Planes remain grounded as Boeing continues work on a software fix.

The10,000th 737 jet, a 737 MAX 8, is pictured at Boeing factory on March 13, 2018 in Renton, Washington. The first 737 was delivered in 1967.

Enlarge / The 10,000th Boeing 737, a MAX 8, was delivered to Southwest Airlines in March 2018. Southwest is a major customer for the 737 MAX 8. (credit: Stephen Brashear|Getty Images)

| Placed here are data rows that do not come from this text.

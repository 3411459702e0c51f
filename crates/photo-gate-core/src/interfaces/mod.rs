// photo-gate-core/src/interfaces/mod.rs
// ============================================================================
// Module: Photo Gate Interfaces
// Description: Backend-agnostic contracts for checks, detection, and metrics.
// Purpose: Define the surfaces the orchestration engine integrates through.
// Dependencies: async-trait, thiserror, crate::{core, runtime}
// ============================================================================

//! ## Overview
//! Interfaces define how the orchestration engine integrates with check
//! implementations and external collaborators without embedding
//! backend-specific details. Check bodies are opaque to the engine: they
//! satisfy [`Check`] and nothing else. Heavyweight detection backends live
//! behind [`FaceDetector`]; validation history sinks behind [`VerdictSink`].

// ============================================================================
// SECTION: Imports
// ============================================================================

use async_trait::async_trait;
use thiserror::Error;

use crate::core::descriptor::CheckDescriptor;
use crate::core::identifiers::CapabilityTag;
use crate::core::image::FaceRegion;
use crate::core::image::PhotoRaster;
use crate::core::outcome::CheckEval;
use crate::core::outcome::Verdict;
use crate::core::params::ParamAccessError;
use crate::core::params::ResolvedParams;
use crate::runtime::context::SharedContext;

// ============================================================================
// SECTION: Check Contract
// ============================================================================

/// Evaluation input handed to a check: the raster, the per-run shared
/// context, and the resolved parameter set.
pub struct EvalInput<'run> {
    /// Decoded image under validation.
    pub photo: &'run PhotoRaster,
    /// Per-run shared context for declared dependencies.
    pub shared: &'run SharedContext,
    /// Effective parameters (descriptor defaults overlaid with configuration).
    pub params: &'run ResolvedParams,
}

/// Errors a check may surface during evaluation.
///
/// These become `ERROR` outcomes; they never abort sibling checks.
#[derive(Debug, Clone, Error)]
pub enum CheckError {
    /// Parameter lookup failed; indicates a descriptor/configuration bug.
    #[error("parameter error: {0}")]
    Param(#[from] ParamAccessError),
    /// A shared-context dependency failed to compute.
    #[error(transparent)]
    Dependency(#[from] DependencyError),
    /// Unexpected failure inside the check body.
    #[error("check execution error: {0}")]
    Execution(String),
}

/// One independent, named unit of image analysis.
///
/// Implementations are stateless with respect to individual runs: all
/// per-run inputs arrive through [`EvalInput`], and all tuning arrives
/// through the resolved parameters declared in the descriptor.
#[async_trait]
pub trait Check: Send + Sync {
    /// Returns the static self-description of this check.
    fn describe(&self) -> CheckDescriptor;

    /// Evaluates the image and reports a disposition.
    ///
    /// # Errors
    ///
    /// Returns [`CheckError`] on unexpected failure; the runner records it as
    /// an `ERROR` outcome.
    async fn evaluate(&self, input: &EvalInput<'_>) -> Result<CheckEval, CheckError>;
}

// ============================================================================
// SECTION: Face Detection Backend
// ============================================================================

/// Face detection errors reported by the backend.
#[derive(Debug, Clone, Error)]
pub enum DetectError {
    /// Backend reported an error.
    #[error("face detection backend error: {0}")]
    Backend(String),
}

/// Face detection backend contract.
///
/// The engine caches the result per run through the shared context, so a
/// backend is invoked at most once per validated image.
#[async_trait]
pub trait FaceDetector: Send + Sync {
    /// Detects faces in the raster.
    ///
    /// # Errors
    ///
    /// Returns [`DetectError`] when the backend cannot produce a result; the
    /// failure is cached and replayed to every dependent check.
    async fn detect(&self, photo: &PhotoRaster) -> Result<Vec<FaceRegion>, DetectError>;
}

// ============================================================================
// SECTION: Dependency Computation Errors
// ============================================================================

/// Failure of a shared-context dependency computation.
///
/// Cloneable so the cached failure replays identically to every waiter;
/// consumers may have divergent fallback behavior but must observe a
/// consistent upstream failure.
#[derive(Debug, Clone, PartialEq, Eq, Error)]
#[error("dependency {tag} failed: {message}")]
pub struct DependencyError {
    /// Capability tag that failed to compute.
    pub tag: CapabilityTag,
    /// Human-readable failure description.
    pub message: String,
}

impl DependencyError {
    /// Creates a new dependency failure record.
    #[must_use]
    pub fn new(tag: impl Into<CapabilityTag>, message: impl Into<String>) -> Self {
        Self {
            tag: tag.into(),
            message: message.into(),
        }
    }
}

// ============================================================================
// SECTION: Verdict Sink
// ============================================================================

/// Metrics/history sink receiving one verdict per validation.
///
/// Emission is fire-and-forget: the engine never blocks on acknowledgement
/// and ignores sink-side failures.
pub trait VerdictSink: Send + Sync {
    /// Records a completed verdict.
    fn record(&self, verdict: &Verdict);
}

/// Sink that discards every verdict.
#[derive(Debug, Clone, Copy, Default)]
pub struct NullVerdictSink;

impl VerdictSink for NullVerdictSink {
    fn record(&self, _verdict: &Verdict) {}
}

On Monday, Boeing's head of commercial aircraft, Kevin McAllister, apologized for the deaths of 346 people in a pair of recent airplane crashes. Speaking at the Paris Air Show, McAllister told a press conference that "we are very sorry for the loss of lives as a result of the tragic accidents," referring to the October 2018 crash of a Lion Air 737 Max into the Java Sea and the March 2019 crash of an Ethiopian Air 737 Max. "Our priority is doing everything to get this plane safely returned to service. It is a pivotal moment for all of us," he said.

Additionally, McAllister apologized to his airline customers. "I’m sorry for the disruption," he said. Air travel authorities around the world—including in the US, European Union, and China—have grounded Boeing 737 Max airliners while the company works to fix the problem.

The problem in this case is flight control software for the newest version of Boeing's venerable narrow-body jet. The first 737 took to the skies in 1966, and more than 10,000 have been built in the intervening years. But the 737s that now leave the factory in Renton, Washington, are very different when compared to those earlier models. Called the 737 Max, it was redesigned to compete with a more efficient rival airliner from Airbus. Boeing's tweaked plane gained FAA certification in March 2017.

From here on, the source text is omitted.